Task prompt — For this listing, the lines between the one holding "among axis-aligned points" and the one holding "let mut circles: CircleRecord", inclusive, must be set down exactly.
====== Source records
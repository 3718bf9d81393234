use std::collections::{BTreeMap, BTreeSet};

use log::debug;
use ordered_float::OrderedFloat;

use crate::error::LayoutError;
use crate::geometry::circle::{circle_circle_intersection, distance_from_intersect_area, Circle};
use crate::geometry::point::Point;
use crate::geometry::SMALL;
use crate::layout::area::Area;
use crate::layout::loss::loss;
use crate::layout::CircleRecord;

// far off-canvas; keeps unpositioned circles out of every overlap
const UNPLACED: f64 = 1e10;

struct Overlap {
    set: String,
    size: f64,
    weight: f64,
}

/// Heuristic incremental placement: most-overlapped set first at the origin,
/// each following set at the lowest-loss candidate among axis-aligned points
/// beside its positioned neighbors and the intersections of neighbor
/// distance circles.
pub fn greedy_layout(areas: &[Area]) -> Result<CircleRecord, LayoutError> {
    let mut circles: CircleRecord = BTreeMap::new();
    let mut sizes: BTreeMap<String, f64> = BTreeMap::new();
    let mut set_overlaps: BTreeMap<String, Vec<Overlap>> = BTreeMap::new();
    for area in areas {
        if area.sets.len() == 1 {
            let set = &area.sets[0];
            circles.insert(
                set.clone(),
                Circle::from_size(Point { x: UNPLACED, y: UNPLACED }, area.size),
            );
            sizes.insert(set.clone(), area.size);
            set_overlaps.insert(set.clone(), Vec::new());
        }
    }

    let pair_areas: Vec<Area> = areas.iter().filter(|a| a.sets.len() == 2).cloned().collect();
    for area in &pair_areas {
        let (left, right) = (&area.sets[0], &area.sets[1]);
        let (Some(&left_size), Some(&right_size)) = (sizes.get(left), sizes.get(right)) else {
            return Err(LayoutError::UnknownSet {
                set: if sizes.contains_key(left) { right.clone() } else { left.clone() },
                sets: area.sets.clone(),
            });
        };
        // a full containment constrains placement by distance only; it should
        // not drive the placement order
        let weight = if area.size + SMALL >= left_size.min(right_size) { 0. } else { area.weight };
        if let Some(o) = set_overlaps.get_mut(left) {
            o.push(Overlap { set: right.clone(), size: area.size, weight });
        }
        if let Some(o) = set_overlaps.get_mut(right) {
            o.push(Overlap { set: left.clone(), size: area.size, weight });
        }
    }

    // order sets by total weighted overlap, descending
    let mut most_overlapped: Vec<(&String, f64)> = set_overlaps
        .iter()
        .map(|(set, overlaps)| (set, overlaps.iter().map(|o| o.size * o.weight).sum()))
        .collect();
    most_overlapped.sort_by(|a, b| b.1.total_cmp(&a.1));

    let Some(&(first, _)) = most_overlapped.first() else {
        return Ok(circles);
    };

    let mut positioned: BTreeSet<&String> = BTreeSet::new();
    let order: Vec<&String> = most_overlapped.iter().map(|(set, _)| *set).collect();

    if let Some(c) = circles.get_mut(first) {
        c.c = Point::default();
    }
    positioned.insert(first);

    for set in order.iter().skip(1) {
        let mut overlaps: Vec<&Overlap> = set_overlaps[*set]
            .iter()
            .filter(|o| positioned.contains(&o.set))
            .collect();
        overlaps.sort_by(|a, b| b.size.total_cmp(&a.size));
        if overlaps.is_empty() {
            // unreachable after missing-pairwise completion, but guarded
            return Err(LayoutError::MissingPairwiseOverlap { set: (*set).clone() });
        }

        let radius = circles[*set].r;
        let mut points = Vec::new();
        for (j, o1) in overlaps.iter().enumerate() {
            let neighbor = circles[&o1.set];
            let d1 = distance_from_intersect_area(radius, neighbor.r, o1.size);

            // axis-aligned candidates read best for 2-3 circle diagrams
            points.push(neighbor.c + Point { x: d1, y: 0. });
            points.push(neighbor.c + Point { x: -d1, y: 0. });
            points.push(neighbor.c + Point { x: 0., y: d1 });
            points.push(neighbor.c + Point { x: 0., y: -d1 });

            // with two positioned neighbors the position is determined
            // analytically: intersect the two distance circles
            for o2 in &overlaps[j + 1..] {
                let other = circles[&o2.set];
                let d2 = distance_from_intersect_area(radius, other.r, o2.size);
                points.extend(circle_circle_intersection(
                    &Circle { c: neighbor.c, r: d1 },
                    &Circle { c: other.c, r: d2 },
                ));
            }
        }

        let mut scored = Vec::with_capacity(points.len());
        for point in points {
            if let Some(c) = circles.get_mut(*set) {
                c.c = point;
            }
            // score against every area: n-way terms over already-positioned
            // sets discriminate, terms over unplaced circles are constant
            scored.push((OrderedFloat(loss(&circles, areas)), point));
        }
        let Some(&(best_loss, best)) = scored.iter().min_by_key(|(l, _)| *l) else {
            return Err(LayoutError::MissingPairwiseOverlap { set: (*set).clone() });
        };
        debug!("greedy: placed {} at {} (loss {})", set, best, best_loss);
        if let Some(c) = circles.get_mut(*set) {
            c.c = best;
        }
        positioned.insert(*set);
    }

    Ok(circles)
}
============
Task response —
/// each following set at the lowest-loss candidate among axis-aligned points
/// beside its positioned neighbors and the intersections of neighbor
/// distance circles.
pub fn greedy_layout(areas: &[Area]) -> Result<CircleRecord, LayoutError> {
    let mut circles: CircleRecord = BTreeMap::new();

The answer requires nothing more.